I lost count of how many people were in the pub. I guessed around fifty, maybe. I could see Mrs O’Callaghan amongst the villagers. She was sandwiched between Ellie from the bakery and Ted Kelly, who used to run the post office before it closed down. She was in the room, but her eyes were somewhere else, probably with Mr O’Callaghan. Niall was stood not far from them, with a glass of whisky (I assumed) in his hand and a look of something I couldn’t quite place on his face. Grief, I supposed.

Maggie Ryan was perched on a chair by the buffet table. Her husband, Ron, was by her side holding a plate of mini pasties, and she looked like she wanted to let out a silent scream.

I had often wondered why she would stay in an unhappy marriage – what was the point? It wasn’t like they had children to think about. They lived on their own with nothing keeping them together, so why did she stay?

Maggie Ryan fascinated me and I’m not even sure why. She was extraordinary and ordinary at the same time, but she was desperately unhappy, I could see that.
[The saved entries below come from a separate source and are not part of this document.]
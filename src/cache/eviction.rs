//! Scheduled full flush of the response cache.
//!
//! [`EvictionTask::spawn`] starts a tokio task that calls
//! [`ResponseCache::clear_all`] every `interval`, first firing one interval
//! after spawn. The task is aborted when the [`EvictionTask`] is dropped.

use std::sync::Arc;
use std::time::Duration;

use tokio::task::JoinHandle;
use tokio::time::{Instant, MissedTickBehavior};
use tracing::info;

use super::response::{Cacheable, ResponseCache};
use crate::telemetry;

/// Handle to the periodic flush task.
pub struct EvictionTask {
    handle: JoinHandle<()>,
    interval: Duration,
}

impl EvictionTask {
    /// Spawn the flush loop on the current tokio runtime.
    ///
    /// # Panics
    ///
    /// Requires a tokio runtime context, and `interval` must be non-zero.
    pub fn spawn<V>(cache: Arc<ResponseCache<V>>, interval: Duration) -> Self
    where
        V: Cacheable + Clone + Send + Sync + 'static,
    {
        Self::spawn_on(&tokio::runtime::Handle::current(), cache, interval)
    }

    /// Spawn the flush loop on a specific runtime.
    pub fn spawn_on<V>(
        runtime: &tokio::runtime::Handle,
        cache: Arc<ResponseCache<V>>,
        interval: Duration,
    ) -> Self
    where
        V: Cacheable + Clone + Send + Sync + 'static,
    {
        let handle = runtime.spawn(async move {
            let mut ticker = tokio::time::interval_at(Instant::now() + interval, interval);
            ticker.set_missed_tick_behavior(MissedTickBehavior::Delay);
            loop {
                ticker.tick().await;
                cache.clear_all();
                metrics::counter!(telemetry::CACHE_FLUSHES_TOTAL).increment(1);
                info!(interval_secs = interval.as_secs(), "response cache flushed");
            }
        });
        Self { handle, interval }
    }

    pub fn interval(&self) -> Duration {
        self.interval
    }

    /// Whether the flush loop is still scheduled.
    pub fn is_running(&self) -> bool {
        !self.handle.is_finished()
    }
}

impl Drop for EvictionTask {
    fn drop(&mut self) {
        self.handle.abort();
    }
}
Why else would she do the things she did? It wasn’t for the money – Ron had been on a good wage as a salesman before he retired and she didn’t want for anything, so it must have been because she was unhappy with him. She couldn’t have loved him. Not having all that phone sex with other men.

I wanted to ask her all these questions. I’d had plenty of opportunity over the years when she’d come into the shop, especially because Niall would always leave me to serve her. He didn’t like Maggie, I knew that, but I didn’t know why. Maybe he’d phoned her hotline once and she’d rejected him? Maybe that was what it was. But he always went into the back storeroom to count the stock whenever she came in and wait until she’d left before he came out.

I asked him once and he flat out denied it, which was an obvious lie because there was not enough stock to count three or four times a week, which is how often Maggie Ryan would come in.

I made my way over to Niall and touched his arm gently.

‘I’m sorry about your dad, Niall,’ I said. ‘I hope you’re OK.’

‘How are the woodlice?’

He took me by surprise.

‘They’re … they’re good. Still alive.’

‘You got them all out then?’

‘I just brushed them off.’

He nodded but didn’t say anything.

‘Niall?’

‘Yep?’

‘Was that why you were at the shop so early that morning I phoned for my keys, because your dad had died?’

‘Yep,’ he said again.

‘Why didn’t you say anything?’

‘You needed my help.’

‘Your dad had died.’

‘Exactly. He wasn’t going anywhere. Well, I guess, technically he already had.’

‘I would never have called if I’d known.’

‘Then how would you have got back in?’

‘I suppose I would have waited for Jack to wake up.’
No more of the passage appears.